The present application relates to a semiconductor structure and a method of forming the same. More particularly, the present application relates to a method of forming carbon-doped germanium (i.e., Ge:C) stressor regions in an nFET device region of a germanium substrate. The present application also provides a semiconductor structure that is prepared by such a method.
For more than three decades, the continued miniaturization of metal oxide semiconductor field effect transistors (MOSFETs) has driven the worldwide semiconductor industry. Various showstoppers to continued scaling have been predicated for decades, but a history of innovation has sustained Moore's Law in spite of many challenges. However, there are growing signs today that metal oxide semiconductor transistors are beginning to reach their traditional scaling limits. Since it has become increasingly difficult to improve MOSFETs and therefore complementary metal oxide semiconductor (CMOS) performance through continued scaling, further methods for improving performance in addition to scaling have become critical.

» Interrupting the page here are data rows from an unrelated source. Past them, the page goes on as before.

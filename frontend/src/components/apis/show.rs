//! API configuration screen, the target of the save transition.
//!
//! Shows the API id and the columns it will publish, taken from the metadata
//! carried in the history state.

use yew::prelude::*;
use yew::virtual_dom::AttrValue;

use common::model::meta::Metadata;

use crate::components::tables::BorderedTable;
use crate::components::typos::{PageTitle, SubTitle};

#[derive(Properties, PartialEq)]
pub struct ApiShowProps {
    pub api_id: String,
    #[prop_or_default]
    pub meta: Option<Metadata>,
}

pub struct ApiShowComponent;

impl Component for ApiShowComponent {
    type Message = ();
    type Properties = ApiShowProps;

    fn create(_ctx: &Context<Self>) -> Self {
        ApiShowComponent
    }

    fn view(&self, ctx: &Context<Self>) -> Html {
        let props = ctx.props();
        let body = match props.meta.as_ref().filter(|m| m.api_id == props.api_id) {
            Some(meta) => {
                let headers = vec![
                    AttrValue::from("Columna de origen"),
                    AttrValue::from("Columna publicada"),
                    AttrValue::from("Tipo"),
                    AttrValue::from("Búsqueda"),
                ];
                let rows = meta
                    .columns
                    .iter()
                    .map(|c| {
                        vec![
                            AttrValue::from(c.column_name.clone()),
                            AttrValue::from(c.provided_name.clone()),
                            AttrValue::from(c.column_type.label()),
                            AttrValue::from(c.search.label()),
                        ]
                    })
                    .collect::<Vec<_>>();
                html! {
                    <>
                        <SubTitle
                            text="Columnas publicadas"
                            small_text={AttrValue::from(format!("Dataset {}", meta.id))}
                        />
                        <BorderedTable headers={headers} rows={rows} />
                    </>
                }
            }
            None => html! {
                <p style="color: #777;">{"No se recibió ningún dataset para esta API."}</p>
            },
        };

        html! {
            <div class="container" style="max-width: 1200px; margin: 0 auto; padding: 0 16px;">
                <PageTitle text={format!("Configuración de API {}", props.api_id)} />
                { body }
            </div>
        }
    }
}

The performance of semiconductor device substrates can be modified by exerting mechanical stresses. For example, hole mobility can be enhanced when the channel region is under compressive stress, while the electron mobility can be enhanced when the channel is under tensile stress. Thus, compressive and/or tensile stresses can be provided in the channel regions of a p-channel field effect transistor (pFET) and/or an n-channel field effect transistor (nFET) to enhance the performance of such devices.

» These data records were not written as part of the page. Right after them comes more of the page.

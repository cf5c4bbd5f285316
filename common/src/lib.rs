//! Shared model and view logic for the dataset metadata screens.
//!
//! Everything in this crate is plain Rust with no browser or server
//! dependency, so both the Yew frontend and the actix backend link it and the
//! editing rules can be tested natively.

pub mod editing;
pub mod error;
pub mod model;
pub mod navigation;
pub mod requests;
pub mod store;
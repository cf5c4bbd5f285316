//! Process-wide metadata lookup.
//!
//! The metadata screen never owns fetched records: it reads them through
//! [`MetaRepository`]. Two writers exist: the fetch action, which hands its
//! outcome to [`MetaStore::complete_fetch`], and a successful save, which
//! refreshes the record through [`MetaStore::commit_columns`].

use std::collections::HashMap;

use log::{debug, warn};

use crate::model::column::Column;
use crate::model::meta::Metadata;

/// Read-only view of fetched metadata keyed by id.
pub trait MetaRepository {
    fn get(&self, id: &str) -> Option<&Metadata>;
}

/// Sink for errors that should reach the user (toast, console, ...).
pub trait ErrorReporter {
    fn report(&self, error: &str);
}

/// Result of one `GET /api/metas/{id}` call.
#[derive(Debug, Clone, PartialEq)]
pub enum FetchOutcome {
    Loaded(Metadata),
    Failed(String),
}

#[derive(Debug, Clone, Default, PartialEq)]
pub struct MetaStore {
    dict: HashMap<String, Metadata>,
}

impl MetaStore {
    pub fn new() -> Self {
        Self::default()
    }

    /// Inserts or replaces the record under its own id.
    pub fn insert(&mut self, meta: Metadata) {
        self.dict.insert(meta.id.clone(), meta);
    }

    pub fn len(&self) -> usize {
        self.dict.len()
    }

    pub fn is_empty(&self) -> bool {
        self.dict.is_empty()
    }

    /// Applies a finished fetch. Failures go to `reporter` exactly once and
    /// leave the store untouched. Returns whether the store changed.
    pub fn complete_fetch(&mut self, outcome: FetchOutcome, reporter: &dyn ErrorReporter) -> bool {
        match outcome {
            FetchOutcome::Loaded(meta) => {
                debug!("metadata {} loaded with {} columns", meta.id, meta.columns.len());
                self.insert(meta);
                true
            }
            FetchOutcome::Failed(error) => {
                warn!("metadata fetch failed: {}", error);
                reporter.report(&error);
                false
            }
        }
    }

    /// Replaces the columns of a stored record with the ones the backend just
    /// accepted. Returns `false` when no record with `id` is stored.
    pub fn commit_columns(&mut self, id: &str, columns: Vec<Column>) -> bool {
        let Some(meta) = self.dict.get_mut(id) else {
            warn!("saved columns for unknown metadata {}", id);
            return false;
        };
        debug!("metadata {} refreshed with {} saved columns", id, columns.len());
        meta.columns = columns;
        true
    }
}

impl MetaRepository for MetaStore {
    fn get(&self, id: &str) -> Option<&Metadata> {
        self.dict.get(id)
    }
}

#[cfg(test)]
pub(crate) mod tests {
    use super::*;
    use std::cell::RefCell;

    #[derive(Default)]
    pub(crate) struct RecordingReporter {
        pub(crate) reports: RefCell<Vec<String>>,
    }

    impl ErrorReporter for RecordingReporter {
        fn report(&self, error: &str) {
            self.reports.borrow_mut().push(error.to_string());
        }
    }

    pub(crate) fn scenario_meta() -> Metadata {
        Metadata {
            id: "7".to_string(),
            api_id: "9".to_string(),
            columns: vec![Column::new("col_a")],
            samples: r#"{"items":[{"col_a":1}]}"#.to_string(),
        }
    }

    #[test]
    fn successful_fetch_populates_the_store() {
        let reporter = RecordingReporter::default();
        let mut store = MetaStore::new();
        assert!(store.get("7").is_none());

        assert!(store.complete_fetch(FetchOutcome::Loaded(scenario_meta()), &reporter));
        assert_eq!(store.get("7"), Some(&scenario_meta()));
        assert!(reporter.reports.borrow().is_empty());
    }

    #[test]
    fn failed_fetch_is_reported_once_and_changes_nothing() {
        let reporter = RecordingReporter::default();
        let mut store = MetaStore::new();

        let changed = store.complete_fetch(FetchOutcome::Failed("NOT_FOUND".to_string()), &reporter);

        assert!(!changed);
        assert!(store.is_empty());
        assert_eq!(*reporter.reports.borrow(), vec!["NOT_FOUND".to_string()]);
    }

    #[test]
    fn saved_columns_replace_the_stored_ones() {
        let reporter = RecordingReporter::default();
        let mut store = MetaStore::new();
        store.complete_fetch(FetchOutcome::Loaded(scenario_meta()), &reporter);

        let saved = vec![Column {
            provided_name: "a".to_string(),
            ..Column::new("col_a")
        }];
        assert!(store.commit_columns("7", saved.clone()));

        let meta = store.get("7").unwrap();
        assert_eq!(meta.columns, saved);
        assert_eq!(meta.samples, scenario_meta().samples);
    }

    #[test]
    fn saved_columns_for_an_unknown_id_are_ignored() {
        let mut store = MetaStore::new();
        assert!(!store.commit_columns("7", vec![Column::new("col_a")]));
        assert!(store.is_empty());
    }
}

For nFETs containing silicon channels, embedded carbon-doped silicon (i.e., Si:C) has been used since the 32 node as a stressor material to enhanced nFET device performance. For future technology nodes, like 7 nm and beyond, unalloyed germanium, i.e., pure germanium, is being considered as the channel material. As such, a stressor material is needed for forming nFET devices having germanium channels. Also, a stressor material is needed that can apply more strain at small volumes as compared with that which can be obtained using Si:C as a stressor material.